In The Start of Eternity, the protagonist, Gohrlay, gets to learn about the advanced brain science that makes mind transfer possible. At no point does she pause and exclaim, "Wait, what about the chemicals?" The story assumes that hard-working scientists have developed the technology needed to scan the structure of a human brain and translate the neural networks into the form of functionally equivalent positronic brain circuits inside a robot. Rest assured, all of the brain chemistry has been taken into account.

Update: Foundation of Eternity
visit the Gallery of Book and Magazine Covers
 

Mar 8, 2010

Shikasta

One of the themes of this blog is collaboration. I often have the feeling that I am collaborating with my favorite science fiction authors and I most frequently mention Asimov, Clarke and Vance.

Most of the stories I write are set in what I call the Exodemic Fictional Universe. I usually mention Arthur C. Clarke as having played an important role in orienting me towards a type of science fiction that adopts a particular solution to the Fermi Paradox. However, I was also heavily influenced by Doris Lessing's novel Shikasta.

Shikasta is not the kind of story that appeals to a casual reader. As influential as it was for me, Shikasta is not a fun story that I frequently go back to and read again. I'd call Shikasta "gritty" and the Nobel Committee applied a description to Lessing ("pitilessly probing social critique and a fearless ability to look inward") that seems to be a good description of the tone in Shikasta.

Parts of Stanisław Lem's Solaris and Shikasta are not traditional narrative. I do not believe that science fiction novels have to conform to traditional formats. I've been thinking about non-traditional story content in the context of fiction that exists in wiki format. I've been making some non-traditional story elements for The Start of Eternity, a fan fiction sequel to Asimov's time travel novel.

In particular, I'm making a chapter for The Start of Eternity in which the protagonist, Gohrlay, has recently been subjected to disciplinary measures imposed by the police-like Overseers.

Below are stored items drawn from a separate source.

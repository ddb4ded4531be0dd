//! CLI configuration management

use ethapi::{BlockId, EthClient, HttpConfig};
use serde::{Deserialize, Serialize};
use std::path::PathBuf;

use crate::CliError;

/// Endpoint name that selects the in-process mock node
pub const MOCK_ENDPOINT: &str = "mock";

/// CLI configuration
#[derive(Debug, Clone, PartialEq, Eq, Serialize, Deserialize)]
pub struct Config {
    /// RPC endpoint URL
    #[serde(default = "default_rpc_url")]
    pub rpc_url: String,
    /// Request timeout in milliseconds
    #[serde(default = "default_timeout_ms")]
    pub timeout_ms: u64,
    /// Default block for state queries
    #[serde(default = "default_block")]
    pub block: String,
    /// Bearer token for authenticated endpoints
    #[serde(default, skip_serializing_if = "Option::is_none")]
    pub bearer_token: Option<String>,
}

fn default_rpc_url() -> String {
    "http://localhost:8545".to_string()
}

fn default_timeout_ms() -> u64 {
    30_000
}

fn default_block() -> String {
    "latest".to_string()
}

impl Default for Config {
    fn default() -> Self {
        Self {
            rpc_url: default_rpc_url(),
            timeout_ms: default_timeout_ms(),
            block: default_block(),
            bearer_token: None,
        }
    }
}

impl Config {
    /// Get the config directory path
    pub fn config_dir() -> Option<PathBuf> {
        dirs::home_dir().map(|h| h.join(".ethapi"))
    }

    /// Get the config file path
    pub fn config_path() -> Option<PathBuf> {
        Self::config_dir().map(|d| d.join("config.toml"))
    }

    /// Load config from file or return default
    pub fn load() -> Self {
        Self::config_path()
            .and_then(|path| {
                if path.exists() {
                    std::fs::read_to_string(&path).ok()
                } else {
                    None
                }
            })
            .and_then(|content| match toml::from_str(&content) {
                Ok(config) => Some(config),
                Err(e) => {
                    tracing::warn!("ignoring unreadable config file: {}", e);
                    None
                }
            })
            .unwrap_or_default()
    }

    /// Save config to file
    pub fn save(&self) -> Result<(), CliError> {
        let path = Self::config_path()
            .ok_or_else(|| CliError::Config("Cannot determine config path".to_string()))?;

        // Create parent directory if needed
        if let Some(parent) = path.parent() {
            std::fs::create_dir_all(parent)?;
        }

        let content = toml::to_string_pretty(self).map_err(|e| CliError::Config(e.to_string()))?;

        std::fs::write(&path, content)?;
        tracing::debug!(path = %path.display(), "config saved");
        Ok(())
    }

    /// Block to use when a command does not name one
    pub fn default_block(&self) -> Result<BlockId, CliError> {
        parse_block(&self.block)
    }

    /// Build a client for the configured endpoint
    pub fn client(&self) -> Result<EthClient, CliError> {
        if self.rpc_url == MOCK_ENDPOINT {
            return Ok(EthClient::new_mock());
        }
        let http = HttpConfig {
            url: self.rpc_url.clone(),
            timeout_ms: self.timeout_ms,
            bearer_token: self.bearer_token.clone(),
        };
        Ok(EthClient::from_config(&http)?)
    }
}

/// Parse a block argument: tag, `0x` quantity, or decimal number
pub fn parse_block(block: &str) -> Result<BlockId, CliError> {
    block
        .parse()
        .map_err(|_| CliError::InvalidInput(format!("invalid block: {}", block)))
}

/// Resolve an optional block argument against the config default
pub fn block_or_default(block: Option<String>, config: &Config) -> Result<BlockId, CliError> {
    match block {
        Some(block) => parse_block(&block),
        None => config.default_block(),
    }
}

As part of her punishment, Gohrlay's memories have been scrubbed and she cannot remember her family or her close colleagues among the Observer corps. While she begins her new life, Gohrlay attempts to consolidate the fragments of her remaining memories and she begins to keep a kind of electronic diary.

I've been having fun trying to turn the contents of Gohrlay's "diary" into something that resembles the kinds of online communications tools that are now blurring the boundaries between blogs, email and chat. So, I tip my hat to Doris Lessing: thanks for the inspiration.